Stored dataset items
________________

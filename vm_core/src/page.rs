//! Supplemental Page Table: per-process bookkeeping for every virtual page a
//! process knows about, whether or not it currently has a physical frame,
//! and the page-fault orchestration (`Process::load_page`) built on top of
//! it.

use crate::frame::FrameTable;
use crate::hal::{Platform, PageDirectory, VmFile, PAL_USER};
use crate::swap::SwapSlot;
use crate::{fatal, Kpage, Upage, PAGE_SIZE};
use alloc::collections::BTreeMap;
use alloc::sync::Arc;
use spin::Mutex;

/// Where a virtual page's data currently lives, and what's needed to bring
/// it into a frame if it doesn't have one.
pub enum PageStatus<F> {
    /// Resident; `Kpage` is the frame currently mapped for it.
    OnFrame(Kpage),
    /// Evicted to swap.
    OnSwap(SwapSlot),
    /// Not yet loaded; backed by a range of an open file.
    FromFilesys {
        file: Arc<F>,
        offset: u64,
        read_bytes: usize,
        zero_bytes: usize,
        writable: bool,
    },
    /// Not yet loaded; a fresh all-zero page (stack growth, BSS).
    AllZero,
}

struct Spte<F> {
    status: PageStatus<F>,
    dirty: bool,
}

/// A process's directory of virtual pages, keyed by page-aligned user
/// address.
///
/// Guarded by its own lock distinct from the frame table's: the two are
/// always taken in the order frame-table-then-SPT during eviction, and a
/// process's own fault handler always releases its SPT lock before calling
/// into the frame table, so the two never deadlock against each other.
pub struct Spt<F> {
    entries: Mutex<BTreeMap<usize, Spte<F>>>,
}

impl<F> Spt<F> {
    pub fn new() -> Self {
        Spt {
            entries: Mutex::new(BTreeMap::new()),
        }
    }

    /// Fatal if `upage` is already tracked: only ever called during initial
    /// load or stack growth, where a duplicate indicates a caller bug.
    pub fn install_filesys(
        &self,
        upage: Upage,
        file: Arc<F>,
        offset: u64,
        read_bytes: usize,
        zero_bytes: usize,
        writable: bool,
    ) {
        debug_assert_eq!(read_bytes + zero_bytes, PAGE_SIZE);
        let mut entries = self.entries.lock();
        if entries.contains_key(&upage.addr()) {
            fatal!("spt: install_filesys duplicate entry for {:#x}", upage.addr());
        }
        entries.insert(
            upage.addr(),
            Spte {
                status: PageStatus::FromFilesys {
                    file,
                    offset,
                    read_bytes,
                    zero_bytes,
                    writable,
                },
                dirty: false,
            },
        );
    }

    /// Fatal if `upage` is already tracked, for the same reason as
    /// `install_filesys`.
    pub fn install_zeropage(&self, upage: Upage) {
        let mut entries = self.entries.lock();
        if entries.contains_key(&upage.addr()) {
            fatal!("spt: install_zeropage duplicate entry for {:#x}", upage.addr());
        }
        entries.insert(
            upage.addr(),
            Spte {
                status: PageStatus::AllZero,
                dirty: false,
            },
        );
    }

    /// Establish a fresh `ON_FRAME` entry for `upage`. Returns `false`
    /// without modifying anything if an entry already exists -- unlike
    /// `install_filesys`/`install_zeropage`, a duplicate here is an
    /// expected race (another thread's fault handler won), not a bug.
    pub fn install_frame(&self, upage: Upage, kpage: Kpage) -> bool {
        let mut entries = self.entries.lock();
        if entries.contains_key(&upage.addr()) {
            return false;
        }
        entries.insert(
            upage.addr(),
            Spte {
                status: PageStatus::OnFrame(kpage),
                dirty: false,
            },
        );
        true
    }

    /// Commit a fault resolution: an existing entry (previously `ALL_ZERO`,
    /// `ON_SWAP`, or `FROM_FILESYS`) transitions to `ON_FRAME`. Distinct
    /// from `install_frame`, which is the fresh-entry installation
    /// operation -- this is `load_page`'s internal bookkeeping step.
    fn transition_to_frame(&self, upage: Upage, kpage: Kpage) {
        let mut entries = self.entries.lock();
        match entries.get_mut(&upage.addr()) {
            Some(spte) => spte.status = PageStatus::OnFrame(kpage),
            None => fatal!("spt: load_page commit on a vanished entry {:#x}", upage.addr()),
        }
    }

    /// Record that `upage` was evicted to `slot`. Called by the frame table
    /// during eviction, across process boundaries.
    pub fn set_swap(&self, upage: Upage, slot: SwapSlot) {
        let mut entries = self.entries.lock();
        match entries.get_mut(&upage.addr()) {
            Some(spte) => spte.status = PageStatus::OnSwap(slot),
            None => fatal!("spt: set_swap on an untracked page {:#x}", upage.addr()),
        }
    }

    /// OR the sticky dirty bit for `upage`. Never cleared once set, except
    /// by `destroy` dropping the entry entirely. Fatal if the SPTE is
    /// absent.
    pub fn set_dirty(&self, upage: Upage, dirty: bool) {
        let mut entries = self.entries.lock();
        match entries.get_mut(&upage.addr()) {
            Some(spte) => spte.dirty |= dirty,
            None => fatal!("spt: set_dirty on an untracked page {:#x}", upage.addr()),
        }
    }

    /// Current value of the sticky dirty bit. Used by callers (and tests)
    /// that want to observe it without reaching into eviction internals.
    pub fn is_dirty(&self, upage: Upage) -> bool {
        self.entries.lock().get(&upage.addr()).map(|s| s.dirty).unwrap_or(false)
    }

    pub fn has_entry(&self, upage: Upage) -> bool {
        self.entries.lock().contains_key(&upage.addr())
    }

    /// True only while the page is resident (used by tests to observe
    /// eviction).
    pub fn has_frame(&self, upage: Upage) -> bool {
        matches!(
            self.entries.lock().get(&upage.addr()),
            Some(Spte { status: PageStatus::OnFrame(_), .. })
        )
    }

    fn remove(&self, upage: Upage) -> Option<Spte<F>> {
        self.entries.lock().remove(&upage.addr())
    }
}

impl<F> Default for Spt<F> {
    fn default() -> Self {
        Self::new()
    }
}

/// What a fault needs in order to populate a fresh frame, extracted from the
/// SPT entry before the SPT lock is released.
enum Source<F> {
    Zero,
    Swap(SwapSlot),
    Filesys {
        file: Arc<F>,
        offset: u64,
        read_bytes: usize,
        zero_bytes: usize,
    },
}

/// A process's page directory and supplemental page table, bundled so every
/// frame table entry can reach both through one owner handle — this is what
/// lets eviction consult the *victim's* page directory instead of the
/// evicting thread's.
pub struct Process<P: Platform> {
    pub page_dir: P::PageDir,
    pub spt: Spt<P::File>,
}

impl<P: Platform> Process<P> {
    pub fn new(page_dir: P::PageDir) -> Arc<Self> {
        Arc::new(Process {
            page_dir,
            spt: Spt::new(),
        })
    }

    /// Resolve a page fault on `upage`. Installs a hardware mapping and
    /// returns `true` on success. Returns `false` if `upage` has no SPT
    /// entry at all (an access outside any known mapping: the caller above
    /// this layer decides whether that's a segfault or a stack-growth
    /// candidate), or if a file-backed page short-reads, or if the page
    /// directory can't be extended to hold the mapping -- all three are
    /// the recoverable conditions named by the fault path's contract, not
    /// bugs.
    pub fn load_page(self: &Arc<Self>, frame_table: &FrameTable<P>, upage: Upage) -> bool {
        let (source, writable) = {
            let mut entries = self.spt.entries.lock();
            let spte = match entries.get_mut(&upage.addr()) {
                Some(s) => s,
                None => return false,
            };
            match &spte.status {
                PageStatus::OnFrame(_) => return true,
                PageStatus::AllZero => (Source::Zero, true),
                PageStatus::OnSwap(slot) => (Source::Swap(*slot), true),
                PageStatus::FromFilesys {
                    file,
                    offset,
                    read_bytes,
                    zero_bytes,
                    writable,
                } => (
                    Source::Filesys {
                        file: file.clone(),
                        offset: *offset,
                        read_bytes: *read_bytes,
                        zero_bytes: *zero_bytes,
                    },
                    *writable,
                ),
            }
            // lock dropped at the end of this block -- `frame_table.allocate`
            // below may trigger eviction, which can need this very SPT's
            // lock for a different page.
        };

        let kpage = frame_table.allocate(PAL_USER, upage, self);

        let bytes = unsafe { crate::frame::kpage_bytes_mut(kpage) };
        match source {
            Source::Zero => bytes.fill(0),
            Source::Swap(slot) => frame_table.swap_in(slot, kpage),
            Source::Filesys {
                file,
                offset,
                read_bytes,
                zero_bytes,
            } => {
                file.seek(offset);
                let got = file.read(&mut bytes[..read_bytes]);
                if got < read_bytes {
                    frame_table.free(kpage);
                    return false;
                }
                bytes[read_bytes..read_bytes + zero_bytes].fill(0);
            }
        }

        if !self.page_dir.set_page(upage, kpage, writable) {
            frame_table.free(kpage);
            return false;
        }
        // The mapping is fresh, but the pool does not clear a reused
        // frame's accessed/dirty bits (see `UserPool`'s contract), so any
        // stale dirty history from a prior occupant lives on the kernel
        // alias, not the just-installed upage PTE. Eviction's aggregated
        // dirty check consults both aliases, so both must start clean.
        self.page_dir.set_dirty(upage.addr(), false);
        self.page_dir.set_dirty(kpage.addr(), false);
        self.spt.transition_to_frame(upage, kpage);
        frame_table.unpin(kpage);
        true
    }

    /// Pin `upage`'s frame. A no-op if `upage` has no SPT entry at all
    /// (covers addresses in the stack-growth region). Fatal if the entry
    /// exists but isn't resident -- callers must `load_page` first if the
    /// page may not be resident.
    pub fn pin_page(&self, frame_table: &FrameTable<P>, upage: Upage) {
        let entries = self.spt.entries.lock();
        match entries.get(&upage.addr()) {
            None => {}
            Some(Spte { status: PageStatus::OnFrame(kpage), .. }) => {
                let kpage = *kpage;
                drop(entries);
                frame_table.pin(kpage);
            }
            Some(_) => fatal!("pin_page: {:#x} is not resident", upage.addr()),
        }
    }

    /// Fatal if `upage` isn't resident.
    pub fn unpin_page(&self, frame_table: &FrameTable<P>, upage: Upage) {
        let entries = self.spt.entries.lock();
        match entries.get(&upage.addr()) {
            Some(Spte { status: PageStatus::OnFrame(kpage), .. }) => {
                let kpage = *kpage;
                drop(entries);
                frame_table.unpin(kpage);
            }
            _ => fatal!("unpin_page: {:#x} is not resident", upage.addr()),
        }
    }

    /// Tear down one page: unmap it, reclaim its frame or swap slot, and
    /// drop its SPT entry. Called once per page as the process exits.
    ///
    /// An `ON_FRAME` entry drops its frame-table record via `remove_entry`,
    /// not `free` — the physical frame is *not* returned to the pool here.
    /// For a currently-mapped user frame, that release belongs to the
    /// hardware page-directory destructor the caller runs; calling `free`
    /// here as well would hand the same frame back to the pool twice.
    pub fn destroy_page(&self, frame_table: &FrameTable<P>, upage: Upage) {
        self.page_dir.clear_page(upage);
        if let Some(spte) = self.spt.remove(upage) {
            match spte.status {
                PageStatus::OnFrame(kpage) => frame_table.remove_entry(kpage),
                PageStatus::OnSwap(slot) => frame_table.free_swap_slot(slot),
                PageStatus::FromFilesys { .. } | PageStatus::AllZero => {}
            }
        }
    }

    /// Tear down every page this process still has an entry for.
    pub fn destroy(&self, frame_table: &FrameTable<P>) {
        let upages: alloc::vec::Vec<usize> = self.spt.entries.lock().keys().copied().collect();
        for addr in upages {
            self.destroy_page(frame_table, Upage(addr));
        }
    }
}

________________

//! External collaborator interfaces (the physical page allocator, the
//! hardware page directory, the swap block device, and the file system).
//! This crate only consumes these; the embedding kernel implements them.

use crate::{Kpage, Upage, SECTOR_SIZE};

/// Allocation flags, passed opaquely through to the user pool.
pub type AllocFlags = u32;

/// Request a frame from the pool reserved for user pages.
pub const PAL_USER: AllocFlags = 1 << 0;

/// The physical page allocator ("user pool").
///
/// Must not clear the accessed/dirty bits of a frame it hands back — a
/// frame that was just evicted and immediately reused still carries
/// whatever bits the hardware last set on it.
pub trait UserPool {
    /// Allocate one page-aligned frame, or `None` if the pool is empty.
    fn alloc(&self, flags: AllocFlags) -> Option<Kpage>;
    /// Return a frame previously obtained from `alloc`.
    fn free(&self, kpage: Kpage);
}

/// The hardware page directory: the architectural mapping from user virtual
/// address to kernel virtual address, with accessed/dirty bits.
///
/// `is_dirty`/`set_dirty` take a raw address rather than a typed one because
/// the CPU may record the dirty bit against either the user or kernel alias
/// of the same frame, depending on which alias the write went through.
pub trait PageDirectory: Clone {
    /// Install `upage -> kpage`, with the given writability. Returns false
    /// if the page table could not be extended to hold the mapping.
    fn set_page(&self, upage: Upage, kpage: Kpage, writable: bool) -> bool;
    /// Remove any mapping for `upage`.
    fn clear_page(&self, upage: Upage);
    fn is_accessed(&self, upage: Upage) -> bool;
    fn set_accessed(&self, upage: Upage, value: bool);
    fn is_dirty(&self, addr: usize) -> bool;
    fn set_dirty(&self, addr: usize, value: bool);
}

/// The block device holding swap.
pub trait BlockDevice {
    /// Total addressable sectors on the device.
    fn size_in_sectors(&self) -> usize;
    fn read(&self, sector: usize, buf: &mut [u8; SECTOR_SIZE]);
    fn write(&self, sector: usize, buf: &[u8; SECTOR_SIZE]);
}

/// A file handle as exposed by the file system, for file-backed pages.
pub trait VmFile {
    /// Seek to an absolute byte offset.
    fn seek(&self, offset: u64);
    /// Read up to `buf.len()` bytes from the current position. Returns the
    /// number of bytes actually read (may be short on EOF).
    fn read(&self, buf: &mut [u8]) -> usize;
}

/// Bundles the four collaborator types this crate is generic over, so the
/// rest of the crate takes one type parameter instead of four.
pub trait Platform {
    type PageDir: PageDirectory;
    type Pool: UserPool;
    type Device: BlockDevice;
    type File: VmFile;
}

________________

Please give an exact copy of the entries above, from the line with "writability. Returns false" down to the line with "on the device.", inclusive, and nothing else.

Written solution »
    /// Install `upage -> kpage`, with the given writability. Returns false
    /// if the page table could not be extended to hold the mapping.
    fn set_page(&self, upage: Upage, kpage: Kpage, writable: bool) -> bool;
    /// Remove any mapping for `upage`.
    fn clear_page(&self, upage: Upage);
    fn is_accessed(&self, upage: Upage) -> bool;
    fn set_accessed(&self, upage: Upage, value: bool);
    fn is_dirty(&self, addr: usize) -> bool;
    fn set_dirty(&self, addr: usize, value: bool);
}

/// The block device holding swap.
pub trait BlockDevice {
    /// Total addressable sectors on the device.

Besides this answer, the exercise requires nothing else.